El 23 de octubre de 2024 marcó un momento crucial para el futuro legal y político de México, cuando las comisiones del Senado aprobaron una reforma que establece la supremacía de la Constitución sobre cualquier recurso jurídico. Este cambio, impulsado por la mayoría de Morena y sus aliados, apunta a consolidar un marco en el que la Carta Magna quede blindada contra amparos, controversias y otros mecanismos de defensa judicial.
A primera vista, esta reforma parece fortalecer la soberanía de la Constitución. ¿Quién podría oponerse a que la ley máxima de un país tenga primacía? Sin embargo, como ocurre con muchas iniciativas aparentemente bien intencionadas, el diablo está en los detalles. Al analizar esta modificación, surgen preguntas inquietantes: ¿Se trata de proteger a la Constitución o de debilitar los contrapesos democráticos?
La clave del debate radica en el equilibrio de poderes. La posibilidad de impugnar reformas constitucionales a través de herramientas como los amparos no es un lujo, sino una salvaguarda esencial en cualquier democracia funcional. Los recursos jurídicos son, en muchos casos, el único medio para que los ciudadanos y organizaciones defiendan sus derechos frente a abusos del poder legislativo o ejecutivo. Eliminar esa posibilidad abre la puerta a que el poder político moldee la Constitución según sus intereses, sin temor a cuestionamientos legales.
Un aspecto alarmante de esta reforma es el contexto político en el que se aprueba. En un país profundamente polarizado y con un gobierno que no oculta su desdén hacia las instituciones que no se alinean con su visión, esta modificación no parece ser una medida para fortalecer el Estado de Derecho, sino una herramienta para consolidar un poder centralizado.
El Senado intentó suavizar las críticas eliminando propuestas polémicas, como la retroactividad de las nuevas disposiciones. Sin embargo, el problema de fondo persiste: la reforma no aborda cómo garantizar que los cambios a la Constitución sean verdaderamente democráticos y no el resultado de intereses coyunturales.
La Constitución es, y debe ser, un documento vivo, adaptable a los tiempos, pero también debe estar protegida contra modificaciones que respondan únicamente a la voluntad de una mayoría legislativa transitoria. En lugar de blindarla contra recursos jurídicos, el debate debería centrarse en cómo garantizar que los cambios a la Constitución sean legítimos, incluyentes y reflejen el interés general, no una agenda política específica.
En este contexto, los ciudadanos debemos preguntarnos: ¿estamos dispuestos a ceder herramientas de defensa jurídica a cambio de un argumento de “supremacía constitucional”? El riesgo es claro: sin controles efectivos, el poder absoluto no recae en la Constitución como institución, sino en quienes la manipulan a su conveniencia.
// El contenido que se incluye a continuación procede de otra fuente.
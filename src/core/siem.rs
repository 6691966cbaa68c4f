//! SIEM service
//!
//! Network-event recording, filtered queries, and the aggregate counts the
//! SIEM dashboard renders. Queries follow the reference gating: an
//! unresolved caller is an error even on reads here, while a resolved caller
//! without `view_siem` gets a silent empty/`None` result.

use crate::core::models::{
    NetworkEvent, NetworkEventStatus, NetworkEventType, Severity, SiemRule, SiemRuleCondition,
};
use crate::identity::{RequestContext, UserDirectory};
use crate::rbac::audit::AuditLog;
use crate::rbac::catalog::Permission;
use crate::rbac::evaluator;
use crate::rbac::profiles::ProfileService;
use crate::storage::{RecordId, StorageLayer};
use crate::utils::current_timestamp_millis;
use crate::utils::error::{OpsError, Result};
use serde::{Deserialize, Serialize};
use std::collections::HashMap;
use std::sync::Arc;
use tracing::info;

const DEFAULT_EVENT_LIMIT: usize = 50;
const DAY_MS: i64 = 24 * 60 * 60 * 1000;
const HOUR_MS: i64 = 60 * 60 * 1000;

/// Network-event queries and SIEM rule management
#[derive(Debug, Clone)]
pub struct SiemService {
    storage: Arc<StorageLayer>,
    directory: Arc<UserDirectory>,
    profiles: Arc<ProfileService>,
    audit: AuditLog,
}

/// Query filter for network events; unset fields do not filter
#[derive(Debug, Clone, Default)]
pub struct NetworkEventFilter {
    /// Maximum events returned (default 50)
    pub limit: Option<usize>,
    /// Only events at this severity
    pub severity: Option<Severity>,
    /// Only events of this kind
    pub event_type: Option<NetworkEventType>,
    /// Only events within the last `time_range_ms` milliseconds
    pub time_range_ms: Option<i64>,
}

/// Fields for recording a network event
#[derive(Debug, Clone)]
pub struct NewNetworkEvent {
    pub event_type: NetworkEventType,
    pub severity: Severity,
    pub source_ip: String,
    pub destination_ip: Option<String>,
    pub port: Option<u16>,
    pub protocol: Option<String>,
    pub status: NetworkEventStatus,
    pub description: String,
    pub user_id: Option<String>,
    pub location: Option<String>,
    pub metadata: Option<serde_json::Value>,
}

/// Fields for creating a correlation rule
#[derive(Debug, Clone)]
pub struct NewSiemRule {
    pub name: String,
    pub description: String,
    pub event_type: String,
    pub conditions: Vec<SiemRuleCondition>,
    pub severity: Severity,
    pub actions: Vec<String>,
}

/// Aggregate counts over the network-event stream
#[derive(Debug, Clone, Serialize, Deserialize)]
pub struct SiemStats {
    /// All events ever recorded
    pub total_events: usize,
    /// Events in the last 24 hours
    pub recent_events: usize,
    /// Recent events at critical severity
    pub critical_events: usize,
    /// Recent events at high severity
    pub high_events: usize,
    /// Recent events at medium severity
    pub medium_events: usize,
    /// Recent events at low severity
    pub low_events: usize,
    /// Recent events that were blocked
    pub blocked_events: usize,
    /// Recent events that were detected
    pub detected_events: usize,
    /// Recent event counts per kind
    pub events_by_type: HashMap<NetworkEventType, usize>,
    /// Busiest source IPs over the last 24 hours, descending
    pub top_source_ips: Vec<IpCount>,
    /// Hourly buckets over the last 24 hours, oldest first
    pub threat_trends: Vec<HourlyTrend>,
}

/// Event count for one source IP
#[derive(Debug, Clone, Serialize, Deserialize)]
pub struct IpCount {
    /// Source IP
    pub ip: String,
    /// Events from it
    pub count: usize,
}

/// One hour of threat activity
#[derive(Debug, Clone, Serialize, Deserialize)]
pub struct HourlyTrend {
    /// Hour of day (0-23) the bucket starts in
    pub hour: u32,
    /// Events in the bucket
    pub count: usize,
    /// Critical events in the bucket
    pub critical: usize,
    /// High-severity events in the bucket
    pub high: usize,
}

impl SiemService {
    /// Create the service over the shared collaborators
    pub fn new(
        storage: Arc<StorageLayer>,
        directory: Arc<UserDirectory>,
        profiles: Arc<ProfileService>,
        audit: AuditLog,
    ) -> Self {
        Self {
            storage,
            directory,
            profiles,
            audit,
        }
    }

    fn can_view(&self, ctx: &RequestContext) -> Result<bool> {
        self.directory.resolve(ctx).ok_or(OpsError::Unauthenticated)?;
        let profile = self.profiles.caller_profile(ctx);
        Ok(evaluator::has_permission(
            profile.as_ref(),
            Permission::ViewSiem,
        ))
    }

    /// Filtered network events, newest first.
    ///
    /// `Unauthenticated` when the caller does not resolve; empty when the
    /// caller lacks `view_siem`.
    pub async fn network_events(
        &self,
        ctx: &RequestContext,
        filter: NetworkEventFilter,
    ) -> Result<Vec<NetworkEvent>> {
        if !self.can_view(ctx)? {
            return Ok(Vec::new());
        }

        let cutoff = filter
            .time_range_ms
            .map(|range| current_timestamp_millis() - range);

        let mut events = self.storage.network_events.find(|e| {
            filter.severity.map_or(true, |s| e.severity == s)
                && filter.event_type.map_or(true, |t| e.event_type == t)
                && cutoff.map_or(true, |c| e.timestamp >= c)
        });
        events.sort_by(|a, b| b.timestamp.cmp(&a.timestamp));
        events.truncate(filter.limit.unwrap_or(DEFAULT_EVENT_LIMIT));
        Ok(events)
    }

    /// Aggregate counts for the SIEM dashboard.
    ///
    /// `Unauthenticated` when the caller does not resolve; `None` when the
    /// caller lacks `view_siem`.
    pub async fn stats(&self, ctx: &RequestContext) -> Result<Option<SiemStats>> {
        if !self.can_view(ctx)? {
            return Ok(None);
        }

        let now = current_timestamp_millis();
        let all_events = self.storage.network_events.all();
        let recent: Vec<&NetworkEvent> = all_events
            .iter()
            .filter(|e| e.timestamp >= now - DAY_MS)
            .collect();

        let count_severity =
            |s: Severity| recent.iter().filter(|e| e.severity == s).count();
        let count_status =
            |s: NetworkEventStatus| recent.iter().filter(|e| e.status == s).count();

        let mut events_by_type: HashMap<NetworkEventType, usize> = HashMap::new();
        for event in &recent {
            *events_by_type.entry(event.event_type).or_insert(0) += 1;
        }

        Ok(Some(SiemStats {
            total_events: all_events.len(),
            recent_events: recent.len(),
            critical_events: count_severity(Severity::Critical),
            high_events: count_severity(Severity::High),
            medium_events: count_severity(Severity::Medium),
            low_events: count_severity(Severity::Low),
            blocked_events: count_status(NetworkEventStatus::Blocked),
            detected_events: count_status(NetworkEventStatus::Detected),
            events_by_type,
            top_source_ips: top_source_ips(&recent),
            threat_trends: threat_trends(&all_events, now),
        }))
    }

    /// Record a network event. Requires `manage_siem`.
    pub async fn create_network_event(
        &self,
        ctx: &RequestContext,
        new: NewNetworkEvent,
    ) -> Result<RecordId> {
        self.require_manage(ctx)?;

        let event = NetworkEvent {
            id: RecordId::new(),
            timestamp: current_timestamp_millis(),
            event_type: new.event_type,
            severity: new.severity,
            source_ip: new.source_ip,
            destination_ip: new.destination_ip,
            port: new.port,
            protocol: new.protocol,
            status: new.status,
            description: new.description,
            user_id: new.user_id,
            location: new.location,
            metadata: new.metadata,
        };
        let id = self.storage.network_events.insert(event)?;

        self.audit
            .record(
                ctx,
                "create_network_event",
                "networkEvents",
                Some(id.to_string()),
                None,
            )
            .await;
        Ok(id)
    }

    /// Correlation rules; same gating as [`Self::network_events`]
    pub async fn siem_rules(&self, ctx: &RequestContext) -> Result<Vec<SiemRule>> {
        if !self.can_view(ctx)? {
            return Ok(Vec::new());
        }
        Ok(self.storage.siem_rules.all())
    }

    /// Create a correlation rule, active by default. Requires `manage_siem`.
    pub async fn create_siem_rule(
        &self,
        ctx: &RequestContext,
        new: NewSiemRule,
    ) -> Result<RecordId> {
        let user_id = self.require_manage(ctx)?;

        let rule = SiemRule {
            id: RecordId::new(),
            name: new.name,
            description: new.description,
            event_type: new.event_type,
            conditions: new.conditions,
            severity: new.severity,
            is_active: true,
            actions: new.actions,
            created_by: user_id,
        };
        let id = self.storage.siem_rules.insert(rule)?;

        info!(rule = %id, "SIEM rule created");
        self.audit
            .record(ctx, "create_siem_rule", "siemRules", Some(id.to_string()), None)
            .await;
        Ok(id)
    }

    fn require_manage(&self, ctx: &RequestContext) -> Result<crate::identity::UserId> {
        let user_id = self.directory.resolve(ctx).ok_or(OpsError::Unauthenticated)?;
        let profile = self.profiles.caller_profile(ctx);
        if !evaluator::has_permission(profile.as_ref(), Permission::ManageSiem) {
            return Err(OpsError::denied(Permission::ManageSiem));
        }
        Ok(user_id)
    }
}

fn top_source_ips(events: &[&NetworkEvent]) -> Vec<IpCount> {
    let mut counts: HashMap<&str, usize> = HashMap::new();
    for event in events {
        *counts.entry(event.source_ip.as_str()).or_insert(0) += 1;
    }
    let mut ranked: Vec<IpCount> = counts
        .into_iter()
        .map(|(ip, count)| IpCount {
            ip: ip.to_string(),
            count,
        })
        .collect();
    ranked.sort_by(|a, b| b.count.cmp(&a.count).then_with(|| a.ip.cmp(&b.ip)));
    ranked.truncate(10);
    ranked
}

fn threat_trends(events: &[NetworkEvent], now: i64) -> Vec<HourlyTrend> {
    let mut trends = Vec::with_capacity(24);
    for i in (0..24).rev() {
        let hour_start = now - (i + 1) * HOUR_MS;
        let hour_end = now - i * HOUR_MS;
        let bucket: Vec<&NetworkEvent> = events
            .iter()
            .filter(|e| e.timestamp >= hour_start && e.timestamp < hour_end)
            .collect();
        trends.push(HourlyTrend {
            hour: (chrono::DateTime::from_timestamp_millis(hour_start)
                .map(|dt| chrono::Timelike::hour(&dt))
                .unwrap_or(0)),
            count: bucket.len(),
            critical: bucket
                .iter()
                .filter(|e| e.severity == Severity::Critical)
                .count(),
            high: bucket
                .iter()
                .filter(|e| e.severity == Severity::High)
                .count(),
        });
    }
    trends
}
La reforma sobre la supremacía constitucional es un recordatorio de que la democracia no solo se protege en las urnas, sino también en los detalles de las leyes que rigen nuestro sistema político. México merece un debate más amplio y honesto sobre el futuro de su marco jurídico, antes de que las decisiones de hoy se conviertan en las cadenas de mañana.
¿Estamos listos para afrontar las consecuencias?